Use Fibonacci analysis to identify key levels

STERLING’S dramatic drop against the dollar last week hit headlines across the world as traders feared that the pound would hit parity against the euro and fall to new lows against the greenback. But for some, the move was simply an extension of an ongoing drop. Traders who pay attention to Fibonacci levels were prepared for the move, which they saw as an extension of the retracement that has been in place ever since the pair broke through the 38.2 per cent level in mid-February.

Fibonacci analysis is a controversial subject among traders – some will religiously use these techniques while others think that they are total rubbish. But last week’s sterling move seemed to vindicate the Fibonacci followers.

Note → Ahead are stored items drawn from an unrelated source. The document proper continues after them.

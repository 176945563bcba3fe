mod commands;
mod render;
mod utils;

use std::path::PathBuf;

use anyhow::{Context, Result};
use chrono::NaiveDate;
use clap::{Parser, Subcommand};
use tracing_subscriber::prelude::*;
use uuid::Uuid;
use wayfare_core::config::WayfareConfig;
use wayfare_core::date_range::parse_date;
use wayfare_core::favorite::{CategoryFilter, FavoriteCategory};
use wayfare_core::idea::IdeaBucket;
use wayfare_core::month::CalendarMonth;
use wayfare_core::storage::FileStore;
use wayfare_core::trip::NewCost;
use wayfare_core::trip_store::TripStore;

const DEFAULT_RUST_LOG: &str = "wayfare=warn,wayfare_core=warn";

#[derive(Parser)]
#[command(name = "wayfare")]
#[command(about = "Plan trips on a month calendar and keep a list of favorite books")]
struct Cli {
    /// Read and write data here instead of the configured data_dir
    #[arg(long, global = true)]
    data_dir: Option<PathBuf>,

    #[command(subcommand)]
    command: Commands,
}

#[derive(Subcommand)]
enum Commands {
    /// Show a month with trips and events marked
    Calendar {
        /// Month to show (YYYY-MM), defaults to the current month
        #[arg(short, long)]
        month: Option<CalendarMonth>,
    },
    /// Manage trips and events
    Trip {
        #[command(subcommand)]
        action: TripAction,
    },
    /// Manage a trip's itinerary
    Itinerary {
        #[command(subcommand)]
        action: ItineraryAction,
    },
    /// Manage general ideas (must-see, food, activities)
    Idea {
        #[command(subcommand)]
        action: IdeaAction,
    },
    /// Manage favorite books
    Fav {
        #[command(subcommand)]
        action: FavAction,
    },
}

#[derive(Subcommand)]
enum TripAction {
    Add {
        #[arg(short, long)]
        destination: String,

        /// First day (YYYY-MM-DD)
        #[arg(short, long, value_parser = parse_date)]
        start: NaiveDate,

        /// Last day (YYYY-MM-DD), defaults to the start day
        #[arg(short, long, value_parser = parse_date)]
        end: Option<NaiveDate>,

        #[arg(short, long, default_value = "")]
        notes: String,

        /// A cost as DESCRIPTION=AMOUNT, may be repeated
        #[arg(long = "cost", value_parser = commands::trips::parse_cost)]
        costs: Vec<NewCost>,

        /// Mark as a weekend trip rather than a plain event
        #[arg(short, long)]
        weekend: bool,
    },
    Delete {
        id: i64,

        /// Skip the confirmation prompt
        #[arg(short, long)]
        yes: bool,
    },
    /// List weekend trips by start date
    List,
    /// Show everything happening on a day
    On {
        #[arg(value_parser = parse_date)]
        date: NaiveDate,
    },
}

#[derive(Subcommand)]
enum ItineraryAction {
    Add {
        trip_id: i64,

        #[arg(short, long)]
        title: String,

        /// e.g. activity, food, sight, transport
        #[arg(short, long)]
        category: Option<String>,

        /// e.g. 10:30
        #[arg(long)]
        time: Option<String>,

        #[arg(short, long, default_value = "")]
        notes: String,
    },
    Delete {
        trip_id: i64,
        item_id: i64,
    },
}

#[derive(Subcommand)]
enum IdeaAction {
    Add {
        bucket: IdeaBucket,

        #[arg(short, long)]
        title: String,

        #[arg(short, long, default_value = "")]
        description: String,
    },
    Delete {
        bucket: IdeaBucket,
        id: i64,
    },
    List,
}

#[derive(Subcommand)]
enum FavAction {
    Add {
        #[arg(short, long)]
        name: String,

        #[arg(short, long)]
        category: FavoriteCategory,

        /// 1 to 5 stars
        #[arg(short, long)]
        rating: u8,

        #[arg(long, default_value = "")]
        notes: String,
    },
    Delete {
        id: Uuid,

        #[arg(short, long)]
        yes: bool,
    },
    List,
    /// Search names and notes, optionally within one category
    Search {
        #[arg(default_value = "")]
        term: String,

        #[arg(short, long, default_value = "all")]
        category: CategoryFilter,
    },
    /// Delete every favorite
    Clear {
        #[arg(short, long)]
        yes: bool,
    },
}

fn main() -> Result<()> {
    setup_tracing();

    let cli = Cli::parse();
    let config = WayfareConfig::load().context("Could not load wayfare config")?;
    let storage = FileStore::new(cli.data_dir.unwrap_or_else(|| config.data_path()));
    tracing::debug!("Using data directory {}", storage.dir().display());

    match cli.command {
        Commands::Calendar { month } => {
            let window = config.month_window()?;
            let store = open_trip_store(storage, &config);
            commands::calendar::run(&store, window, month)
        }
        Commands::Trip { action } => {
            let mut store = open_trip_store(storage, &config);
            match action {
                TripAction::Add {
                    destination,
                    start,
                    end,
                    notes,
                    costs,
                    weekend,
                } => commands::trips::add(
                    &mut store,
                    destination,
                    start,
                    end.unwrap_or(start),
                    notes,
                    costs,
                    weekend,
                ),
                TripAction::Delete { id, yes } => commands::trips::delete(&mut store, id, yes),
                TripAction::List => commands::trips::list(&store),
                TripAction::On { date } => commands::trips::on(&store, date),
            }
        }
        Commands::Itinerary { action } => {
            let mut store = open_trip_store(storage, &config);
            match action {
                ItineraryAction::Add {
                    trip_id,
                    title,
                    category,
                    time,
                    notes,
                } => commands::itinerary::add(&mut store, trip_id, title, category, time, notes),
                ItineraryAction::Delete { trip_id, item_id } => {
                    commands::itinerary::delete(&mut store, trip_id, item_id)
                }
            }
        }
        Commands::Idea { action } => {
            let mut store = open_trip_store(storage, &config);
            match action {
                IdeaAction::Add {
                    bucket,
                    title,
                    description,
                } => commands::ideas::add(&mut store, bucket, title, description),
                IdeaAction::Delete { bucket, id } => commands::ideas::delete(&mut store, bucket, id),
                IdeaAction::List => commands::ideas::list(&store),
            }
        }
        Commands::Fav { action } => {
            let mut store = wayfare_core::favorites_store::FavoritesStore::load(storage);
            match action {
                FavAction::Add {
                    name,
                    category,
                    rating,
                    notes,
                } => commands::favorites::add(&mut store, name, category, rating, notes),
                FavAction::Delete { id, yes } => commands::favorites::delete(&mut store, id, yes),
                FavAction::List => commands::favorites::list(&store),
                FavAction::Search { term, category } => {
                    commands::favorites::search(&store, &term, category)
                }
                FavAction::Clear { yes } => commands::favorites::clear(&mut store, yes),
            }
        }
    }
}

/// Load trips and ideas, seeding sample ideas on first run when enabled.
fn open_trip_store(storage: FileStore, config: &WayfareConfig) -> TripStore<FileStore> {
    let mut store = TripStore::load(storage);
    if config.seed_ideas {
        store.seed_default_ideas_if_empty();
    }
    store
}

fn setup_tracing() {
    use tracing_subscriber::EnvFilter;
    use tracing_subscriber::fmt;
    use tracing_subscriber::registry;

    registry()
        .with(EnvFilter::new(
            std::env::var("RUST_LOG").unwrap_or_else(|_| DEFAULT_RUST_LOG.into()),
        ))
        .with(fmt::layer().with_writer(std::io::stderr))
        .init();
}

Its fall stopped at the critical 61.8 per cent retracement level before rebounding. Of course, there can be straightforward reasons for this – if enough people are using Fibonacci analysis, the technique can become self-fulfilling. For this reason, it is worth having at least a basic grasp of what it entails and how it is relevant to the markets.

It is based on a ratio of 1.618 to one, or its inverse 0.618, which is derived from the Fibonacci sequence. Followers point to the occurrence of this ratio in nature – from the number of bees in a hive to the proportions of the human body – and argue that because human nature drives markets, you can apply Fibonacci to trading.

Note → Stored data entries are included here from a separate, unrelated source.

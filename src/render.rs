//! TUI rendering traits for wayfare types.
//!
//! This module provides extension traits that add colored terminal rendering
//! to wayfare-core types using owo_colors.

use owo_colors::OwoColorize;
use wayfare_core::calendar_grid::{CalendarGrid, DayCell, WEEKDAY_HEADERS};
use wayfare_core::display::{category_label, format_amount, format_display_date};
use wayfare_core::favorite::Favorite;
use wayfare_core::idea::Idea;
use wayfare_core::trip::{ItineraryItem, Trip};

/// Extension trait for TUI rendering with colors.
pub trait Render {
    fn render(&self) -> String;
}

/// Width of one calendar column
const CELL_WIDTH: usize = 5;

impl Render for DayCell {
    fn render(&self) -> String {
        let marker = match (self.has_trip, self.has_event) {
            (true, true) => "*•",
            (true, false) => "* ",
            (false, true) => "• ",
            (false, false) => "  ",
        };
        let text = format!("{:>3}{}", self.day_number, marker);

        if !self.is_active {
            return text.dimmed().to_string();
        }

        let text = if self.has_trip {
            text.green().bold().to_string()
        } else if self.has_event {
            text.cyan().to_string()
        } else {
            text
        };

        if self.is_today {
            text.reversed().to_string()
        } else {
            text
        }
    }
}

impl Render for CalendarGrid {
    fn render(&self) -> String {
        let mut lines = Vec::new();

        lines.push(self.month().to_string().bold().to_string());

        let headers: String = WEEKDAY_HEADERS
            .iter()
            .map(|h| format!("{:>width$}", h, width = CELL_WIDTH - 1))
            .collect::<Vec<_>>()
            .join(" ");
        lines.push(headers.dimmed().to_string());

        for row in self.rows() {
            let cells: Vec<String> = row.iter().map(|c| c.render()).collect();
            lines.push(cells.join(""));
        }

        let titled: Vec<String> = self
            .cells()
            .iter()
            .filter_map(|c| {
                let label = c.title_label.as_ref()?;
                Some(format!("  {:>2}  {}", c.day_number, label))
            })
            .collect();
        if !titled.is_empty() {
            lines.push(String::new());
            lines.extend(titled);
        }

        lines.push(String::new());
        lines.push(format!(
            "{}  {}  {}",
            "* trip".green(),
            "• event".cyan(),
            "today".reversed()
        ));

        lines.join("\n")
    }
}

impl Render for Trip {
    fn render(&self) -> String {
        let mut lines = Vec::new();

        lines.push(format!(
            "{} {}",
            self.destination.bold(),
            format!("[{}]", self.id).dimmed()
        ));
        lines.push(format!(
            "   {} • {} - {}",
            self.kind_label(),
            format_display_date(self.start_date),
            format_display_date(self.end_date)
        ));

        if !self.notes.is_empty() {
            lines.push(format!("   {}", self.notes.dimmed()));
        }

        if !self.costs.is_empty() {
            lines.push("   Costs:".to_string());
            for cost in &self.costs {
                lines.push(format!(
                    "     {:<28} {:>10}",
                    cost.description,
                    format_amount(cost.amount)
                ));
            }
            let total = format!("     {:<28} {:>10}", "Total", format_amount(self.total_cost()));
            lines.push(total.bold().to_string());
        }

        lines.push("   Itinerary:".to_string());
        if self.itinerary.is_empty() {
            lines.push("     No itinerary items yet".dimmed().to_string());
        } else {
            for item in &self.itinerary {
                lines.push(format!("     {}", item.render()));
            }
        }

        lines.join("\n")
    }
}

impl Render for ItineraryItem {
    fn render(&self) -> String {
        let badge = format!("[{}]", category_label(&self.category));
        let mut line = format!("{} {}", badge.yellow(), self.title);
        if let Some(time) = &self.time {
            line.push_str(&format!(" {}", time.cyan()));
        }
        line.push_str(&format!(" {}", format!("({})", self.id).dimmed()));
        if !self.notes.is_empty() {
            line.push_str(&format!("\n       {}", self.notes.dimmed()));
        }
        line
    }
}

impl Render for Idea {
    fn render(&self) -> String {
        let mut line = format!("{} {}", self.title, format!("({})", self.id).dimmed());
        if !self.description.is_empty() {
            line.push_str(&format!("\n     {}", self.description.dimmed()));
        }
        line
    }
}

impl Render for Favorite {
    fn render(&self) -> String {
        let notes = if self.notes.is_empty() {
            "No notes added"
        } else {
            self.notes.as_str()
        };

        [
            format!(
                "{} {} {}",
                self.name.bold(),
                format!("[{}]", self.category).yellow(),
                self.rating.stars()
            ),
            format!("   {}", notes),
            format!("   Added: {}", self.date_added).dimmed().to_string(),
            format!("   id: {}", self.id).dimmed().to_string(),
        ]
        .join("\n")
    }
}

/// Plural form of the nouns used in listings; other words are returned as is.
pub fn pluralize(word: &str, count: usize) -> &str {
    if count == 1 {
        return word;
    }
    match word {
        "Event" => "Events",
        "favorite" => "favorites",
        _ => word,
    }
}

The simplest way to use Fibonacci is to identify support and resistance levels when prices are reversing long-term, substantial moves. If a pair is retracing lower, then the key supports will come at 23.6 per cent, 38.2 per cent, 50 per cent, 61.8 per cent and 76.4 per cent.

Traders look for the price to bounce off the 23.6 level – if it is successful, then the correction was probably a blip. But should it break through, then the next support is 38.2 per cent. When prices fall decisively through this level, the theory is that they are likely to fall back to the 61.8 per cent retracement point, which sterling did last week. This is the critical point, says David Jones at IG Index. “If the pair falls below there, then theory says it is going to go back to where it started last year,” he says.

You might be sceptical about using Fibonacci to trade but last week shows that – for whatever reason – it’s worth keeping an eye on those levels.